Plaintiffs then offered other witnesses — cotton mill owners and superintendents — who swore that the cotton was below any grade they knew anything about; that some of it could not be worked at all, while that which could be used could only be so used when mixed with other and better grades, and that a sample of the cotton drawn from the bale in the usual way was not a fair specimen of the inside of the bale, and that its true character could only be discovered by opening the bale.

The defendant, Jasper Miller, swore that when he went to (584) Gastonia to settle the matter in dispute about the first shipment, the taking back of the five bales by him and the payment therefor to plaintiffs, and the payment for the shortage in weight, was a complete settlement of all matters of difference with regard to said fifty bales, and that he did not promise that the fifty bales yet to be delivered should be so far above the contract grade that it would bring the whole lot up to the contract grade; that plaintiffs never saw the cotton itself, nor any samples thereof, until it was delivered. He then offered a book kept by him, showing the grade, date of purchase and from whom purchased, etc., of every bale of cotton bought by his firm, and swore that the cotton delivered to plaintiffs sampled up to the contract.
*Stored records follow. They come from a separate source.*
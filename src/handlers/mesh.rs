//! Mesh Session Handlers
//!
//! The one-shot address-exchange flow: a host opens a session, players join
//! and keep-alive, the host starts, the server broadcasts every player's
//! endpoint to every other player until each one confirms, then the session
//! deletes itself.

use std::net::SocketAddr;
use std::time::Duration;

use futures_util::future::BoxFuture;
use tracing::{debug, info};

use crate::handlers::{deliver, notify, reject, reply, HandleError, Handler, HandlerResult};
use crate::model::{MeshSession, Player};
use crate::net::protocol::{
    self, err, parse_connect_request, parse_host_request, parse_session_player_request,
};
use crate::net::send::Outgoing;
use crate::net::Outbound;
use crate::registry::SharedRegistry;

/// How many rounds the start broadcast resends addresses to unconfirmed
/// players.
pub const START_BROADCAST_ROUNDS: u32 = 8;

/// Delay between start-broadcast rounds.
pub const START_BROADCAST_INTERVAL: Duration = Duration::from_millis(100);

fn roster_for(session: &MeshSession) -> String {
    protocol::roster_message(session.core.players().iter().map(|p| p.name.as_str()))
}

/// The roster message fanned out to every member, captured under the lock so
/// the sends can happen after it is released.
fn roster_fanout(session: &MeshSession) -> Vec<Outgoing> {
    let message = roster_for(session);
    session
        .core
        .players()
        .iter()
        .map(|p| reply(p.addr, message.clone()))
        .collect()
}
The defendants offered other witnesses, who supported Jasper Miller in his testimony as to the quality of the cotton sold.
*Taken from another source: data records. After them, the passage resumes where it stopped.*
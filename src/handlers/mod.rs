//! Request Handlers
//!
//! One handler per message type. Each handler is a plain struct holding the
//! registry handle it operates on and the [`Outbound`] sender, and exposes
//! its prefix plus a `handle` entry point. The dispatcher routes datagrams
//! through a [`HandlerTable`] built once at startup.

pub mod mesh;
pub mod relay;

use std::collections::HashMap;
use std::net::SocketAddr;

use futures_util::future::BoxFuture;

use crate::model::{MeshSession, RelaySession};
use crate::net::protocol::ParseError;
use crate::net::Outbound;
use crate::registry::SharedRegistry;

/// How a handler disposed of a datagram, when not successfully.
#[derive(Debug, Clone, PartialEq, Eq, thiserror::Error)]
pub enum HandleError {
    /// The request was recognizably wrong. Any error reply owed to the
    /// sender has already been sent; the dispatcher just logs at debug.
    #[error("invalid request: {0}")]
    Invalid(String),

    /// The request was valid but stale or duplicate; dropped with no reply
    /// beyond whatever refresh the handler already sent.
    #[error("ignored request")]
    Ignored,

    /// Registry state contradicted itself. Logged at error severity by the
    /// dispatcher; indicates a server bug, not a client mistake.
    #[error("internal inconsistency: {0}")]
    Internal(String),
}

impl HandleError {
    /// Shorthand for an [`HandleError::Invalid`] with a formatted reason.
    pub fn invalid(reason: impl Into<String>) -> Self {
        HandleError::Invalid(reason.into())
    }
}

/// Outcome of handling one datagram.
pub type HandlerResult = Result<(), HandleError>;

/// A routable message handler.
pub trait Handler: Send + Sync {
    /// The message prefix this handler owns.
    fn prefix(&self) -> &'static str;

    /// Validate and apply one datagram payload (everything after the first
    /// `:`).
    fn handle<'a>(&'a self, payload: &'a str, from: SocketAddr) -> BoxFuture<'a, HandlerResult>;
}

/// The static prefix-to-handler routing table.
#[derive(Default)]
pub struct HandlerTable {
    handlers: HashMap<&'static str, Box<dyn Handler>>,
}

impl HandlerTable {
    /// Create an empty table.
    pub fn new() -> Self {
        Self::default()
    }

    /// Register a handler under its declared prefix.
    ///
    /// # Panics
    ///
    /// Panics if the prefix is already registered; two handlers claiming one
    /// prefix is a wiring bug that must fail at startup, not at runtime.
    pub fn register(&mut self, handler: Box<dyn Handler>) {
        let prefix = handler.prefix();
        if self.handlers.insert(prefix, handler).is_some() {
            panic!("duplicate handler registered for prefix {prefix:?}");
        }
    }

    /// Look up the handler for a prefix.
    pub fn get(&self, prefix: &str) -> Option<&dyn Handler> {
        self.handlers.get(prefix).map(|handler| handler.as_ref())
    }

    /// Number of registered handlers.
    pub fn len(&self) -> usize {
        self.handlers.len()
    }

    /// Whether no handlers are registered.
    pub fn is_empty(&self) -> bool {
        self.handlers.is_empty()
    }
}

/// Build the full routing table: every mesh and relay handler, wired to its
/// registry and the outbound sender.
pub fn standard_table(
    mesh: SharedRegistry<MeshSession>,
    relay: SharedRegistry<RelaySession>,
    outbound: Outbound,
) -> HandlerTable {
    let mut table = HandlerTable::new();

    table.register(Box::new(mesh::HostHandler::new(
        mesh.clone(),
        outbound.clone(),
    )));
    table.register(Box::new(mesh::ConnectHandler::new(
        mesh.clone(),
        outbound.clone(),
    )));
    table.register(Box::new(mesh::PingHandler::new(
        mesh.clone(),
        outbound.clone(),
    )));
    table.register(Box::new(mesh::StartHandler::new(
        mesh.clone(),
        outbound.clone(),
    )));
    table.register(Box::new(mesh::ConfirmHandler::new(
        mesh.clone(),
        outbound.clone(),
    )));
    table.register(Box::new(mesh::KickHandler::new(
        mesh.clone(),
        outbound.clone(),
    )));
    table.register(Box::new(mesh::ExitHandler::new(mesh, outbound.clone())));

    table.register(Box::new(relay::HostHandler::new(
        relay.clone(),
        outbound.clone(),
    )));
    table.register(Box::new(relay::ConnectHandler::new(
        relay.clone(),
        outbound.clone(),
    )));
    table.register(Box::new(relay::NewPortHandler::new(
        relay.clone(),
        outbound.clone(),
    )));
    table.register(Box::new(relay::PingHandler::new(
        relay.clone(),
        outbound.clone(),
    )));
    table.register(Box::new(relay::KickHandler::new(
        relay.clone(),
        outbound.clone(),
    )));
    table.register(Box::new(relay::CloseHandler::new(relay, outbound)));

    table
}

/// Send the violation's error code back and turn it into the
/// [`HandleError`] the dispatcher logs.
pub(crate) async fn reject(outbound: &Outbound, addr: SocketAddr, error: ParseError) -> HandleError {
    outbound.send(addr, error.reply_code()).await;
    HandleError::invalid(error.to_string())
}

/// Notifications without an application-level ack get this many sends.
pub(crate) const NOTIFY_REPEATS: u32 = 3;

/// A single reply, queued while the registry lock is held and sent after it
/// is released.
pub(crate) fn reply(addr: SocketAddr, text: impl Into<String>) -> crate::net::send::Outgoing {
    crate::net::send::Outgoing {
        addr,
        text: text.into(),
        repeats: 1,
    }
}

/// Like [`reply`], but repeated [`NOTIFY_REPEATS`] times.
pub(crate) fn notify(addr: SocketAddr, text: impl Into<String>) -> crate::net::send::Outgoing {
    crate::net::send::Outgoing {
        addr,
        text: text.into(),
        repeats: NOTIFY_REPEATS,
    }
}

/// Queue a batch of replies built under the registry lock.
pub(crate) async fn deliver(outbound: &Outbound, replies: Vec<crate::net::send::Outgoing>) {
    for r in replies {
        outbound.send_repeated(r.addr, r.text, r.repeats).await;
    }
}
It was also in evidence that it was the custom in the cotton trade that where a bale was sold upon inspection of the outsides, or by sample, and it turned out to be "plated," the seller should make good the difference in value.

Defendants asked the court to charge:

"1. That as a general rule no warranty of the quality of a chattel is implied from the mere fact of sale. The rule in this State is caveatemptor, by which is meant that when the buyer has required no warranty he takes the risk of quality upon himself."

This instruction was refused, and his Honor charged instead, "that if a person agrees to purchase articles to be delivered by a certain time, and which are promised to be of a certain good quality, and after payment for the same, and after it is too late to return them without prejudice *Page 408 to himself, he finds out they are of inferior quality, he may sustain an action to recover damages on account of the inferior quality of the articles, although he has taken and used them. And further, (585) where a vendor represents an article as possessing a value which, upon proof, it does not possess, he is liable as on a warranty, expressed or implied, although he may not have known such information to be false, if such representation was intended not as a mere expression of opinion, but the positive assertion of a fact, upon which the purchaser acts. And this is a question for the jury."

"2. That so far as an ascertained specific chattel already existing and which the buyer has inspected is concerned, the rule caveat emptor admits of no exception by implied warranty of quality."

"3. That where goods are in esse and may be inspected by the buyer, and there is no fraud on the part of the seller, the maxim caveat emptor applies, even though the defect which exists in them is latent and not discernible on examination, at least where the seller is neither the grower nor the manufacturer. If, therefore, the jury believe that the plaintiffs inspected the fifty bales of cotton constituting the first shipment, and after such inspection and examination accepted the same, he cannot in this action recover of the defendants damages because of any unknown or latent defects which may have been afterwards discovered in said cotton, but which at the time were not known by the seller and not discovered by the buyer. That without a warranty by the seller, or fraud on his part, the buyer must stand to all losses arising from latent defects, and a contrary rule is nowhere laid down."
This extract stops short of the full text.